WORKING DATA: Begin

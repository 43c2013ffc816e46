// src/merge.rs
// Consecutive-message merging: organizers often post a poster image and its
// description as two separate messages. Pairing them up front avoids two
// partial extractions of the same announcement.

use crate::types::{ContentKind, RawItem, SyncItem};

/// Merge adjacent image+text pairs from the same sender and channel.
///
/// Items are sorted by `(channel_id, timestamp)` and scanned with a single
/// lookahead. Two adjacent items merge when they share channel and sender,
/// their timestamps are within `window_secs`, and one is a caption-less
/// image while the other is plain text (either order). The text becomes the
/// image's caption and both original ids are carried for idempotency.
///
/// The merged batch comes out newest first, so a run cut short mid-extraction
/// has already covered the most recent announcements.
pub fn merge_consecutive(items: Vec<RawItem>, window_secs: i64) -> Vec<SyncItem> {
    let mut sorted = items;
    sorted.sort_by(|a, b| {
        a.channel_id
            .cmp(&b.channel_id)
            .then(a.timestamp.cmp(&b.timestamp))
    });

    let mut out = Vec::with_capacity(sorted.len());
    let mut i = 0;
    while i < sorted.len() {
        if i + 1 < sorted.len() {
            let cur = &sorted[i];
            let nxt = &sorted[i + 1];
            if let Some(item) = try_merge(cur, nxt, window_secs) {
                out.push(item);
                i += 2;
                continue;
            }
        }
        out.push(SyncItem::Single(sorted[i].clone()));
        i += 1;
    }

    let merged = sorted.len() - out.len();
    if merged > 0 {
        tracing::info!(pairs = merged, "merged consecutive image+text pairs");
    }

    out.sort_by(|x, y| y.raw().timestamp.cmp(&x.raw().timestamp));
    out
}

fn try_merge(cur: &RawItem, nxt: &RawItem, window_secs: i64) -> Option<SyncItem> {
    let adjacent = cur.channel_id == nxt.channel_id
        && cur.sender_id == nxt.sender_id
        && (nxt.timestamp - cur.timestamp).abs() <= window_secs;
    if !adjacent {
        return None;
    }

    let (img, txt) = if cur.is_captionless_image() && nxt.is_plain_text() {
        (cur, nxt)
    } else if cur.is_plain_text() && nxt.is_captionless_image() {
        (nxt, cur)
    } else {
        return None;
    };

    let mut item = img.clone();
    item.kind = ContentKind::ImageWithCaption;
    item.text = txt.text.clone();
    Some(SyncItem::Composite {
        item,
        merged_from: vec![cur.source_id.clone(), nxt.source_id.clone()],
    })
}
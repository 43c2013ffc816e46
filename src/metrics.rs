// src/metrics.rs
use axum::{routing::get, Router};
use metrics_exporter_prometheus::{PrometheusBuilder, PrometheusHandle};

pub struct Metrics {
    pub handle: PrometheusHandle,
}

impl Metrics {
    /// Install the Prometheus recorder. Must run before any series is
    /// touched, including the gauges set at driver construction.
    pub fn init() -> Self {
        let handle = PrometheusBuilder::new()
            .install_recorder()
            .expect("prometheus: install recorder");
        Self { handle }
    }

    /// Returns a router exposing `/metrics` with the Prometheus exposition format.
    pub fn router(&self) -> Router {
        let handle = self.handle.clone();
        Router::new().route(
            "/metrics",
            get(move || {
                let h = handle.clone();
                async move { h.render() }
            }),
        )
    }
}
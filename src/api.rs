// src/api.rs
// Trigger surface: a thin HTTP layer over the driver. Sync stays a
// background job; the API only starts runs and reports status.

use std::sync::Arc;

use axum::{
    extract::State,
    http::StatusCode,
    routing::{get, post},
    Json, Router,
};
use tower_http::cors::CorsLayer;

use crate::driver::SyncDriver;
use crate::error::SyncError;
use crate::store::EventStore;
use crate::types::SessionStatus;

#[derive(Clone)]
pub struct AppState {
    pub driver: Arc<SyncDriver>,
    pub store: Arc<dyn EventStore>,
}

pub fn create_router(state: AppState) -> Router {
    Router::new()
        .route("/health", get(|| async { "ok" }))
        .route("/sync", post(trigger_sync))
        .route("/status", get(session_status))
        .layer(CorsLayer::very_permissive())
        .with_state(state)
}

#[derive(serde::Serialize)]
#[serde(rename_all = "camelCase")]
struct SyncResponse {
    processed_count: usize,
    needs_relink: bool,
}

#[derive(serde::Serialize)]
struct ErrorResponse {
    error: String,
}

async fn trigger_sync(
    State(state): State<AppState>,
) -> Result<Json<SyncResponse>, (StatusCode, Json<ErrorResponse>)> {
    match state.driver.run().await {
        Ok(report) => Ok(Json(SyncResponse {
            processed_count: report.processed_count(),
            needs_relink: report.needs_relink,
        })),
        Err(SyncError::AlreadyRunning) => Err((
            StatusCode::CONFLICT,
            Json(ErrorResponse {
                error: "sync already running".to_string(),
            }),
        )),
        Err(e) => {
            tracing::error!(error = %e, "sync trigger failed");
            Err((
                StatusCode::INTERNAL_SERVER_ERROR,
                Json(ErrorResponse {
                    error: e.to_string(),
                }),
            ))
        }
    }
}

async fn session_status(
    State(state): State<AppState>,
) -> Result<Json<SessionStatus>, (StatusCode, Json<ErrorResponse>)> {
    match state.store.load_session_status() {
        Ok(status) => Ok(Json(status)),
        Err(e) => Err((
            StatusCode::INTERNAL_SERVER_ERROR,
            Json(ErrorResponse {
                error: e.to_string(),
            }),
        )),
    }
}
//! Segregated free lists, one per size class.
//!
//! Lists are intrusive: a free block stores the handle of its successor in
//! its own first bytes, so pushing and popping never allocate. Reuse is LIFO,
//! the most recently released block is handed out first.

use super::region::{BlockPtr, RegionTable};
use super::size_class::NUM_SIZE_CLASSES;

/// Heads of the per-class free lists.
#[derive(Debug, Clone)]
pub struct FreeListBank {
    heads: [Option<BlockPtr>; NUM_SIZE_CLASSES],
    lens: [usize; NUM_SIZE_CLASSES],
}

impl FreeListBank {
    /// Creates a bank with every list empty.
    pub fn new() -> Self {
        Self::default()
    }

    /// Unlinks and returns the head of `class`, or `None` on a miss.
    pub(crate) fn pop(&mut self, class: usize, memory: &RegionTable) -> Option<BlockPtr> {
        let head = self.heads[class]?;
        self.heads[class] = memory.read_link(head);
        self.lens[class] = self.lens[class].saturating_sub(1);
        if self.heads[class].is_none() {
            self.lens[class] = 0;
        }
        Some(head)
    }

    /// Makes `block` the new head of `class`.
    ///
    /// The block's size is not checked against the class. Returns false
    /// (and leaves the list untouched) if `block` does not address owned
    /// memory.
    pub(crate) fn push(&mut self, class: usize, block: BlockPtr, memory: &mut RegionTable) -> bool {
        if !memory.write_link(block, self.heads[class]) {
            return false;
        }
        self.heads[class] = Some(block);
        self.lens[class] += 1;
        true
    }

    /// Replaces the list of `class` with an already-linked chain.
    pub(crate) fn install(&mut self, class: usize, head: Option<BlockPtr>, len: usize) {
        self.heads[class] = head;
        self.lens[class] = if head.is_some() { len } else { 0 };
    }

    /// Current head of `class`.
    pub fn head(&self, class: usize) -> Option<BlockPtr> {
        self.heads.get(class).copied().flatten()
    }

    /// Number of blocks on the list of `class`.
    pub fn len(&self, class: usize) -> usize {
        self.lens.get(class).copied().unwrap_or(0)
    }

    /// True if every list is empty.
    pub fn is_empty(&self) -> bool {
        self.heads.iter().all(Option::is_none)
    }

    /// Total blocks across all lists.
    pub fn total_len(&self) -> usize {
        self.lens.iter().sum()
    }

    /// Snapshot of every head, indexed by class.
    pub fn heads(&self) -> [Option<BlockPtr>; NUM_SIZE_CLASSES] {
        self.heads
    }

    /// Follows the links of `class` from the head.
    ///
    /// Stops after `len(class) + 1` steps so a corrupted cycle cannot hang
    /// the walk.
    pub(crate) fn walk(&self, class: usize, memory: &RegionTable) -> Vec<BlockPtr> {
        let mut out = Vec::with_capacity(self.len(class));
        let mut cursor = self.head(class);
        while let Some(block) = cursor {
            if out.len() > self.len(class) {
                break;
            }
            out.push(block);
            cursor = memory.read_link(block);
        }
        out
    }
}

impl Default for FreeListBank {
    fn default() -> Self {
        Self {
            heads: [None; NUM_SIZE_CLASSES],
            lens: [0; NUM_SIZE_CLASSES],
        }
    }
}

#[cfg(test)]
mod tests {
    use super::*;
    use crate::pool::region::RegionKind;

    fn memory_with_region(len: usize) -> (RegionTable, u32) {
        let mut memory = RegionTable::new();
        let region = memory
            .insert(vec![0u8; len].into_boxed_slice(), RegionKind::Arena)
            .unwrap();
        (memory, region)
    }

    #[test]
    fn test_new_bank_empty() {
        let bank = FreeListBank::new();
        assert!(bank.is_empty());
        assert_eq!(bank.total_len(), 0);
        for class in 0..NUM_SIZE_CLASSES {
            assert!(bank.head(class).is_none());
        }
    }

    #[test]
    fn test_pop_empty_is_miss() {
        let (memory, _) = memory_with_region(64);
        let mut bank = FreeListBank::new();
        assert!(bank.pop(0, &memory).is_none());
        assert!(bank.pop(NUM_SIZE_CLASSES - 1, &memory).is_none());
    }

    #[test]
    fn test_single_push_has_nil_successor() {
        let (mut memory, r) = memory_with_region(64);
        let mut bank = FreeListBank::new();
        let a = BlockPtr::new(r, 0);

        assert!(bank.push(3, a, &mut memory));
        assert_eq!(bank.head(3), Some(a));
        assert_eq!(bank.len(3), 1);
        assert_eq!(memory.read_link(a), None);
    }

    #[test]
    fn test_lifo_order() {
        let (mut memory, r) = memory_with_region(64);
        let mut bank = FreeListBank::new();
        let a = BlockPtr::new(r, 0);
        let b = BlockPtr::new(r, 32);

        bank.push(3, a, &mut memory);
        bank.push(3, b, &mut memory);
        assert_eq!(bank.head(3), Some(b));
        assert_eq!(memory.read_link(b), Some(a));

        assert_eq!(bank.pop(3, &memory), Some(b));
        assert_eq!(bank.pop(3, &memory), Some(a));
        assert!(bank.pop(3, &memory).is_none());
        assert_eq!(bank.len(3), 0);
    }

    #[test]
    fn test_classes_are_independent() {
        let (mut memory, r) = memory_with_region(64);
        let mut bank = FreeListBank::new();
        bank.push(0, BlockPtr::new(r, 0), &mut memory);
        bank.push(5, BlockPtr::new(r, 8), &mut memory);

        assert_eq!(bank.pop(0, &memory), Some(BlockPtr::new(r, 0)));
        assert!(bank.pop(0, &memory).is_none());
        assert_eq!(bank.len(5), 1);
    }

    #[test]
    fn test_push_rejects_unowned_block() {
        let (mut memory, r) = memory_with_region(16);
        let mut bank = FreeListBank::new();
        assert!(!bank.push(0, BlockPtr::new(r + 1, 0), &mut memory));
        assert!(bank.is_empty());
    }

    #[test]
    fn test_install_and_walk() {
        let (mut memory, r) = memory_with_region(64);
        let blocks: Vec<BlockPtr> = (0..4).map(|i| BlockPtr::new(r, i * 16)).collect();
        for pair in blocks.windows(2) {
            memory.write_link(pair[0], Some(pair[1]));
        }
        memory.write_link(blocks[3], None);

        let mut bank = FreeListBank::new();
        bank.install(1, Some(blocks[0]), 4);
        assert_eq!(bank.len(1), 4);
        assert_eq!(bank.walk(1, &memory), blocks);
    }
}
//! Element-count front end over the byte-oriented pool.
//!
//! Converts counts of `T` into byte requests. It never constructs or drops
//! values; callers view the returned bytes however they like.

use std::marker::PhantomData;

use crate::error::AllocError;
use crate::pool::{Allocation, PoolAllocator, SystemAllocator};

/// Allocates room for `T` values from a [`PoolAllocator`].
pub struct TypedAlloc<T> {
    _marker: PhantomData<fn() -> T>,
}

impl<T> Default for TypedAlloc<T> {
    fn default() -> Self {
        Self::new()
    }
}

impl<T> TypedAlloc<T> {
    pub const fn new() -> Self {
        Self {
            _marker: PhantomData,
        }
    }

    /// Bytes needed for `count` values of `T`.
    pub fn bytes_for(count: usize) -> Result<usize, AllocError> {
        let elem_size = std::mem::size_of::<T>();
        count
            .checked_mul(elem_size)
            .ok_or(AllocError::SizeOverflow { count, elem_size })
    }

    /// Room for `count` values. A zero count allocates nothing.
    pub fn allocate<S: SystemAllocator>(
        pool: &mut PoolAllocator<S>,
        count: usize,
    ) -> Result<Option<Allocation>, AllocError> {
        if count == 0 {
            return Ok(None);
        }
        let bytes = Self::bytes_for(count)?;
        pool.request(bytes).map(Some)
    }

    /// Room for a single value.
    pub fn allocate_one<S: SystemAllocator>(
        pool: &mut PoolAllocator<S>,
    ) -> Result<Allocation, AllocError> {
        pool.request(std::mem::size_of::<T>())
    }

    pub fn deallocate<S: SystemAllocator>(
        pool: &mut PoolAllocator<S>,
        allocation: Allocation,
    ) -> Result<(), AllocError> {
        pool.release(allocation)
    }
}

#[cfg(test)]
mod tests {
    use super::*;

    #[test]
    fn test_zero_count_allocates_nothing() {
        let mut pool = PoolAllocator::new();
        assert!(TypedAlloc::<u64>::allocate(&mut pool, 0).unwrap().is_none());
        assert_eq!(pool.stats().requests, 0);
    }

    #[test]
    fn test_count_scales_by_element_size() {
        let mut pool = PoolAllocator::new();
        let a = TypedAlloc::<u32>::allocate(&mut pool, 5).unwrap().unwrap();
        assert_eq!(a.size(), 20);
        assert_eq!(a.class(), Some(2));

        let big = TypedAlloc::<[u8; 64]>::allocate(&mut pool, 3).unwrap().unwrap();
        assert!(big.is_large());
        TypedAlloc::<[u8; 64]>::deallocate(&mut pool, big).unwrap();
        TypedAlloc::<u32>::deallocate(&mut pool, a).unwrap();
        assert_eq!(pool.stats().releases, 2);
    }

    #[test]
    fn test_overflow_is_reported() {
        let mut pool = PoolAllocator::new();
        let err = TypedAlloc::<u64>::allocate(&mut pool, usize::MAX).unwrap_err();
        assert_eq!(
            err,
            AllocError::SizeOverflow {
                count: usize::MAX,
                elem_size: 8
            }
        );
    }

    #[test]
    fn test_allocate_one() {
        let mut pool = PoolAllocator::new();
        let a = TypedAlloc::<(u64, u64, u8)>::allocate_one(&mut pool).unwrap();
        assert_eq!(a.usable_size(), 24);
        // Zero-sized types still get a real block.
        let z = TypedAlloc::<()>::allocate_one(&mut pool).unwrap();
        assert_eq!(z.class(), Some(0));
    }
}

WORKING DATA: End
WORKING DATA: Begin

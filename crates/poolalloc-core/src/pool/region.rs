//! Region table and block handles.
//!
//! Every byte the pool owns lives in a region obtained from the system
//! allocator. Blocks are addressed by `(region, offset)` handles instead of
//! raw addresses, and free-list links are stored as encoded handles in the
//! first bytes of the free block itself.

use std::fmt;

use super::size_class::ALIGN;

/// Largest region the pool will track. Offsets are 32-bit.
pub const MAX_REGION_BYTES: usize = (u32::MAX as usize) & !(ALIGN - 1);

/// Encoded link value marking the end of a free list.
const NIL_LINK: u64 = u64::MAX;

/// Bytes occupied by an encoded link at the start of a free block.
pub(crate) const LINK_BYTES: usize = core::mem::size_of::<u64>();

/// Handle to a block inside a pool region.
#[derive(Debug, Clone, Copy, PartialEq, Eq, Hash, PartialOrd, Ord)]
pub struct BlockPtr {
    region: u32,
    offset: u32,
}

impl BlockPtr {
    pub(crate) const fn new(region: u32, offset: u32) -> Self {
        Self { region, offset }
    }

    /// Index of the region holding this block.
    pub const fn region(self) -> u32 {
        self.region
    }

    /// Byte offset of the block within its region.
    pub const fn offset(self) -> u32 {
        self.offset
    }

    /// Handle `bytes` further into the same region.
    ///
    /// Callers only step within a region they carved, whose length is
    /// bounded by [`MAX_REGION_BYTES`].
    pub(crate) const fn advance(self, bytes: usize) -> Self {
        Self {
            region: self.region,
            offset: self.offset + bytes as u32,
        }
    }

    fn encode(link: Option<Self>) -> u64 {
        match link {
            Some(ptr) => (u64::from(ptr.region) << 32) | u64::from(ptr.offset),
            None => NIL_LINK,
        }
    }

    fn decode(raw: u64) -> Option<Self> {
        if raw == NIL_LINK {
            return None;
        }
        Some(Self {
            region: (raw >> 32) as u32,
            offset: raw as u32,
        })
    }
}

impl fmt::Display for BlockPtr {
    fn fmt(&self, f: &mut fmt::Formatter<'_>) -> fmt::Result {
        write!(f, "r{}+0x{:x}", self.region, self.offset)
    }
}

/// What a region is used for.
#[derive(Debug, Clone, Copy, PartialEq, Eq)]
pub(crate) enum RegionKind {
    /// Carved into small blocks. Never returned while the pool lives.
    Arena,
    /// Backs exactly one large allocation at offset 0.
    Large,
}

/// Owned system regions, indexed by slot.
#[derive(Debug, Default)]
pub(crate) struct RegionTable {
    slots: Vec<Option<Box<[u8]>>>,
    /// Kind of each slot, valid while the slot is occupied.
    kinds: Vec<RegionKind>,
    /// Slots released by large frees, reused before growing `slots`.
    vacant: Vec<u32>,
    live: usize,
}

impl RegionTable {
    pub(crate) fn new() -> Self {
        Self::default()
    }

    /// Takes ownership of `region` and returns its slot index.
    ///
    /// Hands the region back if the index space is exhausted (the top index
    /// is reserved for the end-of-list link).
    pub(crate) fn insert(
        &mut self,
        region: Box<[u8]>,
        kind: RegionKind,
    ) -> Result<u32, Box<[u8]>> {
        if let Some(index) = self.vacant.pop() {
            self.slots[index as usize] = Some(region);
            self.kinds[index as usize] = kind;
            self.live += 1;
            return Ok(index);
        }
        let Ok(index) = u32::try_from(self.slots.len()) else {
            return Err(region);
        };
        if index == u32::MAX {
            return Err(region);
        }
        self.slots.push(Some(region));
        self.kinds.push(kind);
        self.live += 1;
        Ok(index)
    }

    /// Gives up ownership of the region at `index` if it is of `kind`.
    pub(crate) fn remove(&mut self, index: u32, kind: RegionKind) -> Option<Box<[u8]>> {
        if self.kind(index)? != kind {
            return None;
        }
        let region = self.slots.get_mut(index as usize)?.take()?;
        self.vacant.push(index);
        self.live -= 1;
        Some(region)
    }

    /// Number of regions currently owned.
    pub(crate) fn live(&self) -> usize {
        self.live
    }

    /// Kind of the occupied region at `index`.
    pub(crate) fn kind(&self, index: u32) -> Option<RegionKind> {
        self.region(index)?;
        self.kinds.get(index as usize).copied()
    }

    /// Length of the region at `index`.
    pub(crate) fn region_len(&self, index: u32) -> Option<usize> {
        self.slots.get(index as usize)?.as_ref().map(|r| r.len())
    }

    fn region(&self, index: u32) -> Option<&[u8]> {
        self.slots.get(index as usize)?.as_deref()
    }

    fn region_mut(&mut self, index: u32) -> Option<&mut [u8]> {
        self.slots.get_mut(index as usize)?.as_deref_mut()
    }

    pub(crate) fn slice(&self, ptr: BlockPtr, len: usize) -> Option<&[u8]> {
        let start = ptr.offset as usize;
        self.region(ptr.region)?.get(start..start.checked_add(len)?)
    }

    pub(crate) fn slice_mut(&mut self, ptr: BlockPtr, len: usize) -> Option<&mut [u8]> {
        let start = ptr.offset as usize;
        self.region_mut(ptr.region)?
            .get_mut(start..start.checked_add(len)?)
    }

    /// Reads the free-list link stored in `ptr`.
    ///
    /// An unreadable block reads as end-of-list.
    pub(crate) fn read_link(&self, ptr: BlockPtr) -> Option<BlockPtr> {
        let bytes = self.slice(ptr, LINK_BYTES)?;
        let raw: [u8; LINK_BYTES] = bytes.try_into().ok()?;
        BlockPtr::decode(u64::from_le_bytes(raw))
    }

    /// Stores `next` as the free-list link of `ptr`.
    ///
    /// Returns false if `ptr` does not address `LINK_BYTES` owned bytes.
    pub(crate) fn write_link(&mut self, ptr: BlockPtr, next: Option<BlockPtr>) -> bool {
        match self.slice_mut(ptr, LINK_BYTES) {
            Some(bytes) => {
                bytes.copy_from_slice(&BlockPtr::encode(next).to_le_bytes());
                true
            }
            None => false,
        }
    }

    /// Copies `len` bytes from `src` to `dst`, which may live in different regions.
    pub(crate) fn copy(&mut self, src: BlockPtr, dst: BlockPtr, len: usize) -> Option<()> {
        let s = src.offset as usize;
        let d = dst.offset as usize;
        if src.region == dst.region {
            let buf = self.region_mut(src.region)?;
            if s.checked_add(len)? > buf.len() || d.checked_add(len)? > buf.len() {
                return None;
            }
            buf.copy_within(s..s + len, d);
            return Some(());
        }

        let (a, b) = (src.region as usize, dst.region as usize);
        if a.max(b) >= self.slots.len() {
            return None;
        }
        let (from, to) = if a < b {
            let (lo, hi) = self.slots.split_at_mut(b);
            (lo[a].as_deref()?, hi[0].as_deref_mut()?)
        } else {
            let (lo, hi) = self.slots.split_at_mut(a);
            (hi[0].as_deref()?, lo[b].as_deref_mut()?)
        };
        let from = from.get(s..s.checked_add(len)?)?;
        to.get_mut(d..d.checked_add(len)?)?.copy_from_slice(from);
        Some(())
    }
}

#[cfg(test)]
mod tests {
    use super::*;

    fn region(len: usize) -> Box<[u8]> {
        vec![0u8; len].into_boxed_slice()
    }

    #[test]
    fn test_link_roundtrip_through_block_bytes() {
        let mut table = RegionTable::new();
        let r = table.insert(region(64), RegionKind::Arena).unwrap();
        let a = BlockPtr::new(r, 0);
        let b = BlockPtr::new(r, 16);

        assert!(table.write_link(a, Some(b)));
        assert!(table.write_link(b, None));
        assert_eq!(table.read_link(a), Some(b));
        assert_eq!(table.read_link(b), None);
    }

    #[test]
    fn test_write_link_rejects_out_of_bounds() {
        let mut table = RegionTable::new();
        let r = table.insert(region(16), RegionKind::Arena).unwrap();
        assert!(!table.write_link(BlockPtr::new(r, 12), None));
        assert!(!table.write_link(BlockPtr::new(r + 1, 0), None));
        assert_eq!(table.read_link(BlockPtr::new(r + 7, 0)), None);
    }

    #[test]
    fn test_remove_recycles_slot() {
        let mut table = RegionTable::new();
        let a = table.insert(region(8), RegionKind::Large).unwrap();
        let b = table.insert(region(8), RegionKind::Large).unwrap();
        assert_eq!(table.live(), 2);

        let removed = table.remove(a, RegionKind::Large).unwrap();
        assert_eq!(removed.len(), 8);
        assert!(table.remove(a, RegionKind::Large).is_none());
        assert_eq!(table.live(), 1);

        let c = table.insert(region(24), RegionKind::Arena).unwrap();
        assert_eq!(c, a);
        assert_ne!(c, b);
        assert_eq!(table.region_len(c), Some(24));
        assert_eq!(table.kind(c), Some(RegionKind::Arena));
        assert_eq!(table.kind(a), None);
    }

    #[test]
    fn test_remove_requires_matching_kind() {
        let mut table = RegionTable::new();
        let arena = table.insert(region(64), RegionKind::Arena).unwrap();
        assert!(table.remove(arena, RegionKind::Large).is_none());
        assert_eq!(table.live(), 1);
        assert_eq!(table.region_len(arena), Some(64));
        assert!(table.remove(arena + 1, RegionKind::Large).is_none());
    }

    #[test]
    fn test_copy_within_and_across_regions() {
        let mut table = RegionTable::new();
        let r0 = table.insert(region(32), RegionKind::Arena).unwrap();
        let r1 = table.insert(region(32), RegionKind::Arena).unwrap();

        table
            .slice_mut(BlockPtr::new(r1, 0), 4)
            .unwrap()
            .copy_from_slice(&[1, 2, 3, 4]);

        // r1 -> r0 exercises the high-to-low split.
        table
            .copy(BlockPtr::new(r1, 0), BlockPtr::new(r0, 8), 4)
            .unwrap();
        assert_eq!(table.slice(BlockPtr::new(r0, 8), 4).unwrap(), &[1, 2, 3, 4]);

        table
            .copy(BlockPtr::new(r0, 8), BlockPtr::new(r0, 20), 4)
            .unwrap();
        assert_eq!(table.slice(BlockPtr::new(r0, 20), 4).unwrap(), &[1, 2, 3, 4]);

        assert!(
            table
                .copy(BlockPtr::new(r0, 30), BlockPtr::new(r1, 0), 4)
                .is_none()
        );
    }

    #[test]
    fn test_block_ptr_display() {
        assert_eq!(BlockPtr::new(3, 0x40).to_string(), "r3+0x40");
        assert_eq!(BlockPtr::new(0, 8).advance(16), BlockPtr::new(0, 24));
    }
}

WORKING DATA: End

## HOW TO COMPLETE THIS TASK
Whatever else the listing above holds, retype exactly only the lines from the one containing "Sync stays a" to the one containing "use crate::driver::SyncDriver;", both ends kept.

## ANSWER SECTION
// Trigger surface: a thin HTTP layer over the driver. Sync stays a
// background job; the API only starts runs and reports status.

use std::sync::Arc;

use axum::{
    extract::State,
    http::StatusCode,
    routing::{get, post},
    Json, Router,
};
use tower_http::cors::CorsLayer;

use crate::driver::SyncDriver;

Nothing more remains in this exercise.